:: What is needed ::
Word for word, transcribe the data below.
★ ★ ★ ★ ★
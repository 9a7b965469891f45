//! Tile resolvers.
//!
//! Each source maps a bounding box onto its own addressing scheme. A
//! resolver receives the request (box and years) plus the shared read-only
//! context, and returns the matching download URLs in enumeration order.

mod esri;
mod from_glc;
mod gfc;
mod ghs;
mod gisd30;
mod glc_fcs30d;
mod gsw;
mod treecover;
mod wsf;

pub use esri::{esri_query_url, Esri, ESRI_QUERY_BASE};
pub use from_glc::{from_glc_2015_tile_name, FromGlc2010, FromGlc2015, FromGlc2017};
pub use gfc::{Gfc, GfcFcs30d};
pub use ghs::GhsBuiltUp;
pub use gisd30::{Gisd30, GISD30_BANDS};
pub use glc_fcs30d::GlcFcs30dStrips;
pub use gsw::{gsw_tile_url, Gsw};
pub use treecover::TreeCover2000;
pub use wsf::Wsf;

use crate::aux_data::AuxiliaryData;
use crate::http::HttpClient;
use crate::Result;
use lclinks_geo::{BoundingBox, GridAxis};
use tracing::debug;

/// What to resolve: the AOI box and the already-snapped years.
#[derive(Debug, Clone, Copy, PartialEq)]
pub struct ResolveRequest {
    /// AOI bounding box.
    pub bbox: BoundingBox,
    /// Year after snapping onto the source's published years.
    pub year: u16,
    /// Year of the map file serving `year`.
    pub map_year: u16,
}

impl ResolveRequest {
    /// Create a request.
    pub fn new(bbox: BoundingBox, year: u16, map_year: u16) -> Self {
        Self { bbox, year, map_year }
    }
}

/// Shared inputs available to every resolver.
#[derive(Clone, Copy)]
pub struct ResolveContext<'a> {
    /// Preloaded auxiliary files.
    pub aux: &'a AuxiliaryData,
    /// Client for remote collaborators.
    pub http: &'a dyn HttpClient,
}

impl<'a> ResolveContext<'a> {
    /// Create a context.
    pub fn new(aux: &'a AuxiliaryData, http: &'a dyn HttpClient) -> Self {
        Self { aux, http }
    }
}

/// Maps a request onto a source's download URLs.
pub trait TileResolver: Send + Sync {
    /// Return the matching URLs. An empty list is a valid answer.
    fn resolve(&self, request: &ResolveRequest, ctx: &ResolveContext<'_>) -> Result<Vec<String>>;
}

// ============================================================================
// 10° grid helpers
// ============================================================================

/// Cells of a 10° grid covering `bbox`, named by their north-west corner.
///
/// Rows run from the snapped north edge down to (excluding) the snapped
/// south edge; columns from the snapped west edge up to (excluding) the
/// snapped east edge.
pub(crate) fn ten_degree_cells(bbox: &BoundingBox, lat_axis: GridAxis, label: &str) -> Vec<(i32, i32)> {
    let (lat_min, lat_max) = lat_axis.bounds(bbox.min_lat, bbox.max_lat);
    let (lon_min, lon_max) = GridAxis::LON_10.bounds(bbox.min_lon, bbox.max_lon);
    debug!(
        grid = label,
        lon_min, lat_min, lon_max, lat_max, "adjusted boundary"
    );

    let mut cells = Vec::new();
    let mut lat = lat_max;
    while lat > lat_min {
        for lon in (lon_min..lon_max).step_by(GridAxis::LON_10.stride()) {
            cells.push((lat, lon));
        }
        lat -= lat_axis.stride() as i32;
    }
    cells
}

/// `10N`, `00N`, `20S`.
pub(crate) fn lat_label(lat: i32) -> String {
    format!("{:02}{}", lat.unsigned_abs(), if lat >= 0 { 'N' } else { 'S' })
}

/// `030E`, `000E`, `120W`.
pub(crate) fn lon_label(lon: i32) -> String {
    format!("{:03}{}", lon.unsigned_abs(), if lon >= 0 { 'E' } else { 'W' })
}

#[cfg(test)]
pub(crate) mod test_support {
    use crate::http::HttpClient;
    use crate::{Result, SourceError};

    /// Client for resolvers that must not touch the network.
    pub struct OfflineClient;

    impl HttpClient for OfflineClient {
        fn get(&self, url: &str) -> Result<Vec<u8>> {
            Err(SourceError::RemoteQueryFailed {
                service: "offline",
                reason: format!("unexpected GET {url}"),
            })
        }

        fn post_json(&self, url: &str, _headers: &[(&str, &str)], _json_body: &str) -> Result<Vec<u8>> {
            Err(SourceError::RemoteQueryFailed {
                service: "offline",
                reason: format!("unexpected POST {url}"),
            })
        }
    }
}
★ ★ ★ ★ ★
:: Answer area ::
repository 9a7b965469891f45
//! Tile resolvers.
//!
//! Each source maps a bounding box onto its own addressing scheme. A
//! resolver receives the request (box and years) plus the shared read-only
//! context, and returns the matching download URLs in enumeration order.

mod esri;
mod from_glc;
mod gfc;
mod ghs;
mod gisd30;
mod glc_fcs30d;
mod gsw;
mod treecover;
mod wsf;

pub use esri::{esri_query_url, Esri, ESRI_QUERY_BASE};
pub use from_glc::{from_glc_2015_tile_name, FromGlc2010, FromGlc2015, FromGlc2017};
pub use gfc::{Gfc, GfcFcs30d};
pub use ghs::GhsBuiltUp;
pub use gisd30::{Gisd30, GISD30_BANDS};
pub use glc_fcs30d::GlcFcs30dStrips;
pub use gsw::{gsw_tile_url, Gsw};
pub use treecover::TreeCover2000;
pub use wsf::Wsf;

use crate::aux_data::AuxiliaryData;
use crate::http::HttpClient;
use crate::Result;
use lclinks_geo::{BoundingBox, GridAxis};
use tracing::debug;

/// What to resolve: the AOI box and the already-snapped years.
#[derive(Debug, Clone, Copy, PartialEq)]
pub struct ResolveRequest {
    /// AOI bounding box.
    pub bbox: BoundingBox,
    /// Year after snapping onto the source's published years.
    pub year: u16,
    /// Year of the map file serving `year`.
    pub map_year: u16,
}

impl ResolveRequest {
    /// Create a request.
    pub fn new(bbox: BoundingBox, year: u16, map_year: u16) -> Self {
        Self { bbox, year, map_year }
    }
}

/// Shared inputs available to every resolver.
#[derive(Clone, Copy)]
pub struct ResolveContext<'a> {
    /// Preloaded auxiliary files.
    pub aux: &'a AuxiliaryData,
    /// Client for remote collaborators.
    pub http: &'a dyn HttpClient,
}

impl<'a> ResolveContext<'a> {
    /// Create a context.
    pub fn new(aux: &'a AuxiliaryData, http: &'a dyn HttpClient) -> Self {
        Self { aux, http }
    }
}

/// Maps a request onto a source's download URLs.
pub trait TileResolver: Send + Sync {
    /// Return the matching URLs. An empty list is a valid answer.
    fn resolve(&self, request: &ResolveRequest, ctx: &ResolveContext<'_>) -> Result<Vec<String>>;
}

// ============================================================================
// 10° grid helpers
// ============================================================================

/// Cells of a 10° grid covering `bbox`, named by their north-west corner.
///
/// Rows run from the snapped north edge down to (excluding) the snapped
/// south edge; columns from the snapped west edge up to (excluding) the
/// snapped east edge.
pub(crate) fn ten_degree_cells(bbox: &BoundingBox, lat_axis: GridAxis, label: &str) -> Vec<(i32, i32)> {
    let (lat_min, lat_max) = lat_axis.bounds(bbox.min_lat, bbox.max_lat);
    let (lon_min, lon_max) = GridAxis::LON_10.bounds(bbox.min_lon, bbox.max_lon);
    debug!(
        grid = label,
        lon_min, lat_min, lon_max, lat_max, "adjusted boundary"
    );

    let mut cells = Vec::new();
    let mut lat = lat_max;
    while lat > lat_min {
        for lon in (lon_min..lon_max).step_by(GridAxis::LON_10.stride()) {
            cells.push((lat, lon));
        }
        lat -= lat_axis.stride() as i32;
    }
    cells
}

/// `10N`, `00N`, `20S`.
pub(crate) fn lat_label(lat: i32) -> String {
    format!("{:02}{}", lat.unsigned_abs(), if lat >= 0 { 'N' } else { 'S' })
}

/// `030E`, `000E`, `120W`.
pub(crate) fn lon_label(lon: i32) -> String {
    format!("{:03}{}", lon.unsigned_abs(), if lon >= 0 { 'E' } else { 'W' })
}

#[cfg(test)]
pub(crate) mod test_support {
    use crate::http::HttpClient;
    use crate::{Result, SourceError};

    /// Client for resolvers that must not touch the network.
    pub struct OfflineClient;

    impl HttpClient for OfflineClient {
        fn get(&self, url: &str) -> Result<Vec<u8>> {
            Err(SourceError::RemoteQueryFailed {
                service: "offline",
                reason: format!("unexpected GET {url}"),
            })
        }

        fn post_json(&self, url: &str, _headers: &[(&str, &str)], _json_body: &str) -> Result<Vec<u8>> {
            Err(SourceError::RemoteQueryFailed {
                service: "offline",
                reason: format!("unexpected POST {url}"),
            })
        }
    }
}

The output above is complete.